Although appellate counsel sets out the testimony of both defendant and Pagkas in detail in his review of the facts, he does not provide us with any reasoned argument specifying the ways in which Pagkas’s testimony conflicted with or was adverse to defendant’s claim. On appeal, the appellant has the burden to provide reasoned argument and authority on every point raised. If none is furnished on a particular point, this court may treat it as forfeited and pass it without consideration. (People v. Stanley (1995) 10 Cal.4th 764, 793.) Although defendant has failed to specify the ways in which the testimony conflicted or was adverse to defendant’s claim, we shall not find a forfeiture in this case. We have reviewed the record in light of the applicable standards and determined that defendant’s claim that counsel’s conflict of interest requires reversal has merit.

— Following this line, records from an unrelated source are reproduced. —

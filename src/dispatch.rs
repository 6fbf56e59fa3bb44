//! Concurrent notification fan-out.
//!
//! One POST per subscriber, all started together and joined before the round
//! returns. A failing subscriber is logged and recorded in the round report;
//! it never affects its siblings and nothing is retried.

use std::path::PathBuf;

use anyhow::{Context, Result};
use futures_util::future::join_all;
use reqwest::{Certificate, Client, Identity};
use serde_json::Value;
use url::Url;

use crate::events::Category;
use crate::logging::{log, log_delivery, log_round, log_skip, obj, v_str, Domain, Level};

/// Client certificate, private key and trust anchor, all PEM files.
#[derive(Debug, Clone, PartialEq, Eq)]
pub struct TlsBundle {
    pub cert_path: PathBuf,
    pub key_path: PathBuf,
    pub ca_path: PathBuf,
}

impl TlsBundle {
    fn load(&self) -> Result<(Identity, Certificate)> {
        let mut pem = std::fs::read(&self.cert_path)
            .with_context(|| format!("reading client certificate {}", self.cert_path.display()))?;
        let key = std::fs::read(&self.key_path)
            .with_context(|| format!("reading private key {}", self.key_path.display()))?;
        pem.push(b'\n');
        pem.extend_from_slice(&key);
        let identity = Identity::from_pem(&pem).context("parsing client identity")?;

        let ca = std::fs::read(&self.ca_path)
            .with_context(|| format!("reading trust anchor {}", self.ca_path.display()))?;
        let ca = Certificate::from_pem(&ca).context("parsing trust anchor")?;
        Ok((identity, ca))
    }
}

/// What to do when a round's credentials cannot be loaded.
#[derive(Debug, Clone, Copy, PartialEq, Eq)]
pub enum CredentialPolicy {
    /// Deliver the round without client authentication.
    FallbackToPlain,
    /// Log and deliver nothing.
    AbortRound,
}

#[derive(Debug, Clone, PartialEq, Eq)]
pub enum DeliveryOutcome {
    Delivered { status: u16 },
    Rejected { status: u16 },
    Transport { error: String },
    /// No payload could be built for this target.
    Skipped { reason: String },
}

impl DeliveryOutcome {
    pub fn is_delivered(&self) -> bool {
        matches!(self, DeliveryOutcome::Delivered { .. })
    }

    pub fn is_failure(&self) -> bool {
        matches!(self, DeliveryOutcome::Rejected { .. } | DeliveryOutcome::Transport { .. })
    }
}

#[derive(Debug, Clone, PartialEq, Eq)]
pub struct TargetOutcome {
    pub target: String,
    pub outcome: DeliveryOutcome,
}

/// Per-target results of one fan-out round. Informational only.
#[derive(Debug, Clone, PartialEq, Eq)]
pub struct RoundReport {
    pub category: Category,
    pub outcomes: Vec<TargetOutcome>,
    /// Set when the round never started, e.g. credentials failed to load.
    pub aborted: Option<String>,
}

impl RoundReport {
    pub fn aborted(category: Category, reason: impl Into<String>) -> Self {
        Self { category, outcomes: Vec::new(), aborted: Some(reason.into()) }
    }

    pub fn attempted(&self) -> usize {
        self.outcomes
            .iter()
            .filter(|o| !matches!(o.outcome, DeliveryOutcome::Skipped { .. }))
            .count()
    }

    pub fn delivered(&self) -> usize {
        self.outcomes.iter().filter(|o| o.outcome.is_delivered()).count()
    }

    pub fn failed(&self) -> usize {
        self.outcomes.iter().filter(|o| o.outcome.is_failure()).count()
    }

    pub fn skipped(&self) -> usize {
        self.outcomes.len() - self.attempted()
    }

    pub fn failed_targets(&self) -> Vec<&str> {
        self.outcomes
            .iter()
            .filter(|o| o.outcome.is_failure())
            .map(|o| o.target.as_str())
            .collect()
    }
}

pub struct Dispatcher {
    client: Client,
    mutual_tls: bool,
}

impl Dispatcher {
    pub fn plain() -> Result<Self> {
        let client = Client::builder()
            .use_rustls_tls()
            .build()
            .context("building http client")?;
        Ok(Self { client, mutual_tls: false })
    }

    pub fn with_mutual_tls(bundle: &TlsBundle) -> Result<Self> {
        let (identity, ca) = bundle.load()?;
        let client = Client::builder()
            .use_rustls_tls()
            .identity(identity)
            .add_root_certificate(ca)
            .build()
            .context("building mutual-tls http client")?;
        Ok(Self { client, mutual_tls: true })
    }

    /// Build the client for one delivery round. Credentials are loaded here,
    /// once per round; `None` means the round must not run.
    pub fn for_round(category: Category, bundle: Option<&TlsBundle>, policy: CredentialPolicy) -> Option<Self> {
        let Some(bundle) = bundle else {
            return Self::plain_or_log(category);
        };
        match Self::with_mutual_tls(bundle) {
            Ok(d) => Some(d),
            Err(err) => {
                let fallback = policy == CredentialPolicy::FallbackToPlain;
                log(
                    if fallback { Level::Warn } else { Level::Error },
                    Domain::Tls,
                    "credential_load_failed",
                    obj(&[
                        ("category", v_str(category.as_str())),
                        ("cert_path", v_str(&bundle.cert_path.to_string_lossy())),
                        ("action", v_str(if fallback { "fallback_plain" } else { "abort_round" })),
                        ("msg", v_str(&format!("{:#}", err))),
                    ]),
                );
                if fallback {
                    Self::plain_or_log(category)
                } else {
                    None
                }
            }
        }
    }

    fn plain_or_log(category: Category) -> Option<Self> {
        match Self::plain() {
            Ok(d) => Some(d),
            Err(err) => {
                log(
                    Level::Error,
                    Domain::Dispatch,
                    "client_build_failed",
                    obj(&[("category", v_str(category.as_str())), ("msg", v_str(&format!("{:#}", err)))]),
                );
                None
            }
        }
    }

    pub fn is_mutual_tls(&self) -> bool {
        self.mutual_tls
    }

    /// POST one payload to one target. Never fails; the outcome says what happened.
    pub async fn deliver(&self, category: Category, target: &Url, payload: &Value) -> DeliveryOutcome {
        let outcome = match self.client.post(target.clone()).json(payload).send().await {
            Ok(resp) => {
                let status = resp.status();
                if status.is_success() {
                    DeliveryOutcome::Delivered { status: status.as_u16() }
                } else {
                    DeliveryOutcome::Rejected { status: status.as_u16() }
                }
            }
            Err(err) => DeliveryOutcome::Transport { error: err.to_string() },
        };
        match &outcome {
            DeliveryOutcome::Delivered { status } => log_delivery(category.as_str(), target.as_str(), Some(*status), None),
            DeliveryOutcome::Rejected { status } => log_delivery(
                category.as_str(),
                target.as_str(),
                Some(*status),
                Some(&format!("non-success status {}", status)),
            ),
            DeliveryOutcome::Transport { error } => log_delivery(category.as_str(), target.as_str(), None, Some(error)),
            DeliveryOutcome::Skipped { .. } => {}
        }
        outcome
    }

    /// Send the same payload to every target.
    pub async fn broadcast(&self, category: Category, targets: &[Url], payload: &Value) -> RoundReport {
        self.fan_out(category, targets, |_| Ok(payload.clone())).await
    }

    /// Build a payload per target, then deliver all of them concurrently.
    ///
    /// `build` runs once per target before any request is sent; a target whose
    /// build fails is recorded as skipped and receives nothing.
    pub async fn fan_out<F>(&self, category: Category, targets: &[Url], mut build: F) -> RoundReport
    where
        F: FnMut(&Url) -> Result<Value, String>,
    {
        let mut outcomes: Vec<Option<DeliveryOutcome>> = Vec::with_capacity(targets.len());
        let mut sends = Vec::new();
        for target in targets {
            match build(target) {
                Ok(payload) => {
                    outcomes.push(None);
                    sends.push((target, payload));
                }
                Err(reason) => {
                    log_skip(Domain::Market, category.as_str(), Some(target.as_str()), &reason);
                    outcomes.push(Some(DeliveryOutcome::Skipped { reason }));
                }
            }
        }

        let results = join_all(
            sends
                .iter()
                .map(|(target, payload)| self.deliver(category, target, payload)),
        )
        .await;

        let mut results = results.into_iter();
        let outcomes: Vec<TargetOutcome> = targets
            .iter()
            .zip(outcomes)
            .map(|(target, pre)| TargetOutcome {
                target: target.to_string(),
                outcome: pre.or_else(|| results.next()).unwrap_or(DeliveryOutcome::Skipped {
                    reason: "no delivery result".to_string(),
                }),
            })
            .collect();

        let report = RoundReport { category, outcomes, aborted: None };
        log_round(
            category.as_str(),
            self.is_mutual_tls(),
            report.attempted(),
            report.delivered(),
            report.failed(),
            report.skipped(),
        );
        report
    }
}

California Rules of Professional Conduct, rule 5-210(C) (hereafter “rule 5-210(C)”) provides: “[An attorney] shall not act as an advocate before a jury which will hear testimony from the [attorney] unless: [¶] . . . [¶] (C) The [attorney] has the informed, written consent of the client.”
As our state Supreme Court has observed, “it is dangerous for an attorney who represents a client also to testify in the client’s case.” (Roldan, supra, 35 Cal.4th 646, 727.) “An attorney who attempts to be both advocate and witness impairs his credibility as witness and diminishes his effectiveness as advocate.” (Comden v. Superior Court (1978) 20 Cal.3d 906, 912 (Comden), superseded by rule on another ground as stated in Smith, Smith & Kring v. Superior Court (1997) 60 Cal.App.4th 573, 578-579 (Smith).) “Where a lawyer representing a party in trial is also a witness during the trial, his or her effectiveness, both as a lawyer and a witness, may be impaired in the eyes of the fact finder.” (Smith, supra, at p. 578.)
“An attorney must withdraw from representation, absent the client’s informed written consent, whenever he or she knows or should know he or she ought to be a material witness in the client’s cause. ([R]ule 5-210; see Comden,[supra,] 20 Cal.3d at p. 911, fn. 1 …) The determination whether an attorney ought to testify ordinarily is based on an evaluation of all pertinent factors, including the significance of the matters to which the attorney might testify, the weight the testimony might have in resolving such matters, and the availability of other witnesses or documentary evidence by which these matters may be independently established. (Comden, supra, at p. 913.) An attorney should ‘resolve any doubt in favor of preserving the integrity of his testimony and against his continued participation as trial counsel.’ (Id. at p. 915.)” (People v. Dunkle (2005) 36 Cal.4th 861, 915.)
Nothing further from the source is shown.